• _Exercise inputs_:
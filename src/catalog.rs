//! Block catalog for the editor host: opcodes, argument shapes and the modes
//! each block is legal in. Pure metadata; nothing here touches a device.

use crate::request::{LCD_HEIGHT, LCD_MAX_CONTRAST, LCD_WIDTH, SERIAL_BAUD_RATES};
use firmbridge_shared::tone::notes;
use firmbridge_shared::{
    CapabilityRegistry, ConnectionMode, DeviceProfile, Operation, Picture, Pin, PinRole,
};
use serde::Serialize;

#[derive(Debug, Clone, Copy, PartialEq, Eq, Serialize)]
#[serde(rename_all = "lowercase")]
pub enum BlockType {
    /// Statement block with no value.
    Command,
    Reporter,
    Boolean,
}

#[derive(Debug, Clone, PartialEq, Serialize)]
pub struct NoteItem {
    pub name: String,
    pub frequency_hz: f64,
}

#[derive(Debug, Clone, PartialEq, Serialize)]
#[serde(tag = "kind", rename_all = "lowercase")]
pub enum ArgumentShape {
    Pin { choices: Vec<Pin> },
    Number { min: Option<f64>, max: Option<f64> },
    Menu { items: Vec<String> },
    Tone { notes: Vec<NoteItem> },
    Text,
}

#[derive(Debug, Clone, PartialEq, Serialize)]
pub struct ArgumentSpec {
    pub name: &'static str,
    #[serde(flatten)]
    pub shape: ArgumentShape,
    pub default: String,
}

#[derive(Debug, Clone, PartialEq, Serialize)]
pub struct BlockSpec {
    pub opcode: &'static str,
    pub block_type: BlockType,
    pub modes: Vec<ConnectionMode>,
    pub arguments: Vec<ArgumentSpec>,
}

fn arg(name: &'static str, shape: ArgumentShape, default: impl ToString) -> ArgumentSpec {
    ArgumentSpec {
        name,
        shape,
        default: default.to_string(),
    }
}

fn menu(items: &[&str]) -> ArgumentShape {
    ArgumentShape::Menu {
        items: items.iter().map(|s| s.to_string()).collect(),
    }
}

fn number(min: Option<f64>, max: Option<f64>) -> ArgumentShape {
    ArgumentShape::Number { min, max }
}

fn block_type(operation: Operation) -> BlockType {
    match operation {
        Operation::ReadDigitalPin => BlockType::Boolean,
        Operation::ReadAnalogPin
        | Operation::ReadDistance
        | Operation::SerialAvailable
        | Operation::SerialReadData
        | Operation::DataMap
        | Operation::DataConstrain
        | Operation::DataConvert
        | Operation::DataConvertAsciiCharacter
        | Operation::DataConvertAsciiNumber => BlockType::Reporter,
        _ => BlockType::Command,
    }
}

struct ShapeBuilder<'a> {
    registry: &'a CapabilityRegistry,
    notes: Vec<NoteItem>,
}

impl ShapeBuilder<'_> {
    fn pins(&self, role: PinRole) -> ArgumentShape {
        ArgumentShape::Pin {
            choices: self.registry.pins_with(role),
        }
    }

    fn tone(&self) -> ArgumentShape {
        ArgumentShape::Tone {
            notes: self.notes.clone(),
        }
    }

    fn arguments(&self, operation: Operation) -> Vec<ArgumentSpec> {
        let coordinate = |name: &'static str, size: u8, default: u8| {
            arg(name, number(Some(0.0), Some(f64::from(size - 1))), default)
        };
        let color = || arg("COLOR", menu(&["BLACK", "WHITE"]), "BLACK");
        let durations = |duration: u32, silence: u32| {
            [
                arg("DURATION", number(Some(0.0), None), duration),
                arg("SILENT", number(Some(0.0), None), silence),
            ]
        };
        match operation {
            Operation::SetPinMode => vec![
                arg("PIN", self.pins(PinRole::Digital), "D0"),
                arg("MODE", menu(&["INPUT", "OUTPUT", "INPUT_PULLUP"]), "INPUT"),
            ],
            Operation::SetDigitalOutput => vec![
                arg("PIN", self.pins(PinRole::Digital), "D0"),
                arg("LEVEL", menu(&["HIGH", "LOW"]), "HIGH"),
            ],
            Operation::SetPwmOutput => vec![
                arg("PIN", self.pins(PinRole::Pwm), "D3"),
                arg("OUT", number(Some(0.0), Some(255.0)), 255),
            ],
            Operation::ReadDigitalPin | Operation::SetPinTrigger | Operation::SetPinEcho => {
                vec![arg("PIN", self.pins(PinRole::Digital), "D0")]
            }
            Operation::SetPinBuzzer => vec![arg("PIN", self.pins(PinRole::Digital), "D13")],
            Operation::ReadAnalogPin => vec![arg("PIN", self.pins(PinRole::Analog), "A0")],
            Operation::SetServoOutput => vec![
                arg("PIN", self.pins(PinRole::Pwm), "D3"),
                arg("OUT", number(Some(0.0), Some(180.0)), 90),
            ],
            Operation::SetTone => {
                let mut args = vec![arg("TONE", self.tone(), 523.25)];
                args.extend(durations(200, 500));
                args
            }
            Operation::BendTones => {
                let mut args = vec![
                    arg("INITIALTONE", self.tone(), 16.35),
                    arg("FINALTONE", self.tone(), 4978.03),
                    arg("STEP", number(Some(0.0), None), 20),
                ];
                args.extend(durations(100, 0));
                args
            }
            Operation::AttachInterrupt => vec![
                arg("PIN", self.pins(PinRole::Interrupt), "D3"),
                arg("MODE", menu(&["RISING", "FALLING", "CHANGE", "LOW"]), "RISING"),
            ],
            Operation::DetachInterrupt => vec![arg("PIN", self.pins(PinRole::Interrupt), "D3")],
            Operation::SerialBegin => vec![arg(
                "VALUE",
                ArgumentShape::Menu {
                    items: SERIAL_BAUD_RATES.iter().map(|b| b.to_string()).collect(),
                },
                9600,
            )],
            Operation::SerialPrint => vec![
                arg("VALUE", ArgumentShape::Text, "Hello Scratch Arduino"),
                arg("EOL", menu(&["warp", "noWarp"]), "warp"),
            ],
            Operation::DataMap => vec![
                arg("DATA", number(None, None), 50),
                arg("ARG0", number(None, None), 1),
                arg("ARG1", number(None, None), 100),
                arg("ARG2", number(None, None), 1),
                arg("ARG3", number(None, None), 1000),
            ],
            Operation::DataConstrain => vec![
                arg("DATA", number(None, None), 50),
                arg("ARG0", number(None, None), 1),
                arg("ARG1", number(None, None), 100),
            ],
            Operation::DataConvert => vec![
                arg("DATA", ArgumentShape::Text, 123),
                arg("TYPE", menu(&["INTEGER", "DECIMAL", "STRING"]), "INTEGER"),
            ],
            Operation::DataConvertAsciiCharacter => {
                vec![arg("DATA", number(Some(0.0), Some(255.0)), 97)]
            }
            Operation::DataConvertAsciiNumber => vec![arg("DATA", ArgumentShape::Text, "a")],
            Operation::LcdSetContrast => vec![arg(
                "LEVEL",
                number(Some(0.0), Some(f64::from(LCD_MAX_CONTRAST))),
                40,
            )],
            Operation::LcdSetCursor => vec![
                coordinate("X", LCD_WIDTH, 0),
                coordinate("Y", LCD_HEIGHT, 0),
            ],
            Operation::LcdWriteText => vec![arg("TEXT", ArgumentShape::Text, "Hi")],
            Operation::LcdDrawPixel => vec![
                coordinate("X", LCD_WIDTH, 10),
                coordinate("Y", LCD_HEIGHT, 10),
                color(),
            ],
            Operation::LcdDrawPicture => vec![
                coordinate("X", LCD_WIDTH, 10),
                coordinate("Y", LCD_HEIGHT, 10),
                arg(
                    "PICTURE",
                    ArgumentShape::Menu {
                        items: Picture::ALL.iter().map(|p| p.name().to_string()).collect(),
                    },
                    "smileyFace",
                ),
                color(),
            ],
            Operation::GetDistance
            | Operation::ReadDistance
            | Operation::SerialAvailable
            | Operation::SerialReadData
            | Operation::LcdInitial
            | Operation::LcdDisplay
            | Operation::LcdClear => Vec::new(),
        }
    }
}

/// Blocks offered for `profile`, in menu order. Blocks that need hardware
/// the device lacks are left out.
pub fn block_catalog(profile: &DeviceProfile) -> Vec<BlockSpec> {
    let registry = profile.registry();
    let builder = ShapeBuilder {
        registry: &registry,
        notes: notes()
            .map(|(name, frequency_hz)| NoteItem { name, frequency_hz })
            .collect(),
    };
    Operation::ALL
        .into_iter()
        .filter(|op| op.required_feature().is_none_or(|f| profile.has_feature(f)))
        .map(|op| BlockSpec {
            opcode: op.opcode(),
            block_type: block_type(op),
            modes: op.modes().to_vec(),
            arguments: builder.arguments(op),
        })
        .collect()
}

• _Exercise goal_: The lines of the records that contain the string "Boolean" should be located and copied.

• _Completed task_:
    Boolean,
        Operation::ReadDigitalPin => BlockType::Boolean,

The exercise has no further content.